Britain’s Prime Minister Rishi Sunak has apologized for leaving the 80th anniversary commemorations of D-Day early in order to film a TV interview, a decision that prompted incredulity and further derailed his floundering general election campaign.
Sunak attended the first part of the commemorative events in Normandy, France, on Thursday, but skipped the international ceremony at Omaha Beach, which was attended by other world leaders and veterans of the Allied operation in 1944.
“The last thing I want is for the commemorations to be overshadowed by politics,” Sunak wrote in a long apology on X. “After the conclusion of the British event in Normandy, I returned back to the UK. On reflection, it was a mistake not to stay in France longer – and I apologise.”
But the move had already caused anger and disbelief in Britain, and represented another major miscalculation in Sunak’s faltering election campaign.
Sunak left the event to record a campaign interview with broadcaster ITV, the network confirmed, in which he defended claims about the opposition Labour Party’s tax plans which fact-checkers and a senior civil servant have said were misleading or inaccurate.
More than 20 heads of state and government, and representatives from royal families across Europe, attended the international ceremony, which took place on a day of commemoration 80 years after the Allied beach landings in Nazi-occupied France laid the groundwork for the defeat of Germany in World War II.
“Look, I get the outrage. I get that this is a significant mistake,” Sunak’s own veterans minister, Johnny Mercer, told UK newspaper The Sun on Friday, while also attacking what he labelled as “faux outrage” from Sunak’s critics.
The UK was represented at the international ceremony by David Cameron, Sunak’s foreign secretary and a former prime minister, who took photographs alongside French President Emmanuel Macron, German Chancellor Olaf Scholz and US President Joe Biden.
Also in attendance was Labour leader Keir Starmer, who was filmed speaking with Ukrainian President Volodymyr Zelensky during the event. Labour was quick to condemn Sunak’s decision to skip the events, and the gaffe dominated British news coverage of the election on Friday.
Speaking to reporters on Friday, Sunak said that his leaving early was a “mistake,” but added that “it’s important though, given the enormity of the sacrifice made, that we don’t politicize this.”
“The focus should rightly be on the veterans who gave so much,” he said, before stating that he “will always be proud of our record in supporting veterans here in the UK.”

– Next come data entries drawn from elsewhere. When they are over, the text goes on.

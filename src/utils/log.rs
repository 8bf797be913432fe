// src/utils/log.rs

//! Section-style log helpers.
//!
//! Everything goes through the `log` facade at INFO, so the level filter
//! configured in `env_logger` (or any other backend) applies.

const RULE_WIDTH: usize = 60;

/// Log a step in a process
pub fn step(step_num: usize, total: usize, message: &str) {
    log::info!("{}", render_step(step_num, total, message));
}

/// Log a header
pub fn header(title: &str) {
    for line in render_header(title) {
        log::info!("{}", line);
    }
}

/// Log a sub-item (indented)
pub fn sub_item(message: &str) {
    log::info!("    {}", message);
}

/// Log a summary section
pub fn summary(title: &str, items: &[(&str, String)]) {
    for line in render_summary(title, items) {
        log::info!("{}", line);
    }
}

fn render_step(step_num: usize, total: usize, message: &str) -> String {
    format!("[STEP {}/{}] {}", step_num, total, message)
}

fn render_header(title: &str) -> Vec<String> {
    let border = "═".repeat(RULE_WIDTH);
    vec![border.clone(), format!("  {}", title), border]
}

fn render_summary(title: &str, items: &[(&str, String)]) -> Vec<String> {
    let width = items.iter().map(|(key, _)| key.len()).max().unwrap_or(0);
    std::iter::once(format!("[SUMMARY] {}", title))
        .chain(
            items
                .iter()
                .map(|(key, value)| format!("    {:<width$} : {}", key, value, width = width)),
        )
        .collect()
}
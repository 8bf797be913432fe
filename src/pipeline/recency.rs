//! Recency classification for free-text "posted" strings.
//!
//! Listing services describe age loosely: "Posted Today", "Posted Yesterday",
//! "Posted 3 Days Ago", "Posted 30+ Days Ago". Only text that is confidently
//! inside the window passes; everything else degrades to "not recent".

use std::sync::OnceLock;

use regex::Regex;

fn day_count_pattern() -> Option<&'static Regex> {
    static PATTERN: OnceLock<Option<Regex>> = OnceLock::new();
    PATTERN
        .get_or_init(|| Regex::new(r"\b(\d+)\s*days?\b").ok())
        .as_ref()
}

/// "30+" style counts with no upper bound.
fn open_ended_pattern() -> Option<&'static Regex> {
    static PATTERN: OnceLock<Option<Regex>> = OnceLock::new();
    PATTERN.get_or_init(|| Regex::new(r"\d+\s*\+").ok()).as_ref()
}

/// Returns true iff `text` says "today", "yesterday", or "N day(s)" with
/// `N <= max_age_days`. An open-ended count like "30+ Days Ago" is not
/// recent; a `+` anywhere else in the text is ignored.
pub fn is_recent(text: &str, max_age_days: u32) -> bool {
    let lowered = text.to_lowercase();

    if lowered.contains("today") || lowered.contains("yesterday") {
        return true;
    }
    if open_ended_pattern().is_none_or(|re| re.is_match(&lowered)) {
        return false;
    }

    day_count_pattern()
        .and_then(|re| re.captures(&lowered))
        .and_then(|caps| caps.get(1))
        .and_then(|m| m.as_str().parse::<u32>().ok())
        .is_some_and(|days| days <= max_age_days)
}
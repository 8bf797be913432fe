// src/lib.rs

//! jobwatch: job-listing watcher library
//!
//! Polls a job-listing service for a set of keywords, keeps the recent
//! postings for one location, works out which ones were not seen before,
//! and announces those through a notifier.

pub mod config;
pub mod error;
pub mod models;
pub mod pipeline;
pub mod services;
pub mod storage;
pub mod utils;
// src/error.rs

//! Unified error handling for the watcher.

use std::fmt;

use thiserror::Error;

/// Result type alias for watcher operations.
pub type Result<T> = std::result::Result<T, AppError>;

/// Unified application error type.
#[derive(Error, Debug)]
pub enum AppError {
    /// The listing service could not serve a page. Aborts the run.
    #[error("Listing service unavailable for '{keyword}' at offset {offset}: {message}")]
    RemoteUnavailable {
        keyword: String,
        offset: usize,
        message: String,
    },

    /// Known-state could not be read or written.
    #[error("Persistence failure ({context}): {message}")]
    Persistence { context: String, message: String },

    /// I/O operation failed
    #[error("I/O error: {0}")]
    Io(#[from] std::io::Error),

    /// HTTP request failed
    #[error("HTTP error: {0}")]
    Http(#[from] reqwest::Error),

    /// JSON serialization/deserialization failed
    #[error("JSON error: {0}")]
    Json(#[from] serde_json::Error),

    /// TOML parsing failed
    #[error("TOML parse error: {0}")]
    Toml(#[from] toml::de::Error),

    /// Configuration error
    #[error("Configuration error: {0}")]
    Config(String),

    /// Data validation error
    #[error("Validation error: {0}")]
    Validation(String),
}

impl AppError {
    /// Create a listing-service error for one page request.
    pub fn remote(keyword: impl Into<String>, offset: usize, message: impl fmt::Display) -> Self {
        Self::RemoteUnavailable {
            keyword: keyword.into(),
            offset,
            message: message.to_string(),
        }
    }

    /// Create a persistence error with context.
    pub fn persistence(context: impl Into<String>, message: impl fmt::Display) -> Self {
        Self::Persistence {
            context: context.into(),
            message: message.to_string(),
        }
    }

    /// Create a configuration error.
    pub fn config(message: impl Into<String>) -> Self {
        Self::Config(message.into())
    }

    /// Create a validation error.
    pub fn validation(message: impl Into<String>) -> Self {
        Self::Validation(message.into())
    }

    /// Whether this error came from the state store.
    pub fn is_persistence(&self) -> bool {
        matches!(self, Self::Persistence { .. })
    }
}

impl From<rusqlite::Error> for AppError {
    fn from(err: rusqlite::Error) -> Self {
        Self::persistence("ledger", err)
    }
}
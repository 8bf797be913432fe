//! Keyword pagination over a [`ListingSource`].

use std::time::Duration;

use serde_json::Value;

use crate::error::Result;
use crate::models::PAGE_SIZE;
use crate::services::ListingSource;

/// Fixed pause between consecutive page requests of a run.
#[derive(Debug)]
pub struct Throttle {
    delay: Duration,
    primed: bool,
}

impl Throttle {
    pub fn new(delay: Duration) -> Self {
        Self {
            delay,
            primed: false,
        }
    }

    /// Sleep unless this is the first request of the run.
    async fn wait(&mut self) {
        if self.primed && !self.delay.is_zero() {
            tokio::time::sleep(self.delay).await;
        }
        self.primed = true;
    }
}

/// Walks one keyword's pages in order.
///
/// Stops after an empty page, after a page the source marks as last, or
/// once `max_pages` pages have been fetched.
pub struct PageCursor<'a> {
    source: &'a dyn ListingSource,
    keyword: &'a str,
    offset: usize,
    pages_fetched: usize,
    max_pages: usize,
    done: bool,
}

impl<'a> PageCursor<'a> {
    pub fn new(source: &'a dyn ListingSource, keyword: &'a str, max_pages: usize) -> Self {
        Self {
            source,
            keyword,
            offset: 0,
            pages_fetched: 0,
            max_pages,
            done: max_pages == 0,
        }
    }

    /// Fetch the next non-empty page, or `None` when pagination is over.
    pub async fn next_page(&mut self, throttle: &mut Throttle) -> Result<Option<Vec<Value>>> {
        if self.done {
            return Ok(None);
        }

        throttle.wait().await;
        let page = self.source.list_page(self.keyword, self.offset).await?;
        self.pages_fetched += 1;
        self.offset += PAGE_SIZE;

        if page.is_empty() {
            self.done = true;
            return Ok(None);
        }
        if !page.has_more {
            self.done = true;
        } else if self.pages_fetched >= self.max_pages {
            log::warn!(
                "Page cap of {} reached for '{}'; remaining pages skipped",
                self.max_pages,
                self.keyword
            );
            self.done = true;
        }

        Ok(Some(page.records))
    }

    pub fn pages_fetched(&self) -> usize {
        self.pages_fetched
    }
}
// src/models/mod.rs

//! Domain models for the watcher.

mod config;
mod posting;

// Re-export all public types
pub use config::{
    Config, FilterConfig, HttpConfig, ListingProtocol, LoggingConfig, NotifyConfig, SearchConfig,
    StateBackend, StateConfig,
};
pub use posting::{JobPosting, Locations, RawListing};

/// Number of records the listing service returns per page.
pub const PAGE_SIZE: usize = 20;

/// One page of records plus the service's hint about further pages.
///
/// Records stay undecoded JSON until the filter looks at them, so one
/// malformed record cannot sink the rest of its page.
#[derive(Debug, Clone, Default)]
pub struct ListingPage {
    pub records: Vec<serde_json::Value>,
    pub has_more: bool,
}

impl ListingPage {
    pub fn is_empty(&self) -> bool {
        self.records.is_empty()
    }
}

Sunak’s campaign began with a rain-soaked speech outside Downing Street and has been beset by questionable decision-making and optically damaging events, all while failing to shift a cavernous poll deficit – but Thursday’s D-Day error felt like the most perplexing and detrimental moment of the campaign so far.
He was already batting back accusations from Labour that he lied about the cost of the opposition party’s tax plans – a topic in the debate he filmed with ITV on Thursday night. The UK Treasury flatly contradicted Sunak’s claim in a TV debate Tuesday that its impartial officials had calculated Labour plans would “put up everyone’s taxes by £2,000.” Labour’s policy manifesto has not yet been published, and the party says its agenda is fully costed.
ITV News said its team had not specifically requested to speak to the prime minister on Thursday, and that the date was in fact put forward by Sunak’s team, despite it falling on the anniversary of D-Day.
“Today was the slot that we were offered, we don’t know why. Obviously it’s not our choice, but he certainly returned from Normandy ready to dive back into the campaign,” ITV’s UK Editor Paul Brand, who carried out the interview, stated in an ITV report on Thursday night.
“Yesterday’s D-Day commemorations were about remembering the bravery of all those who serve our country,” Jonathan Ashworth, Labour’s Shadow Paymaster General, said Friday. “In choosing to prioritise his own vanity TV appearances over our veterans, Rishi Sunak has shown what is most important to him.”
Sunak is projected to lose the election on July 4 to Labour by a hefty margin, and his campaign has failed to land a decisive moment that could swing opinion polls in his favor.
In recent days his efforts were dealt a further blow when Nigel Farage, an architect of Brexit and a populist thorn in the side of numerous Conservative leaders, announced he would lead the Reform Party’s campaign, directly appealing to right-leaning Tory backers to abandon Sunak and vote for his insurgent group.
Farage also leapt on Sunak’s lapse in judgment, writing on X that the Prime Minister “could not even be bothered to attend the international event above Omaha Beach.” In another post, he added: “Patriotic people who love their country should not vote for him.”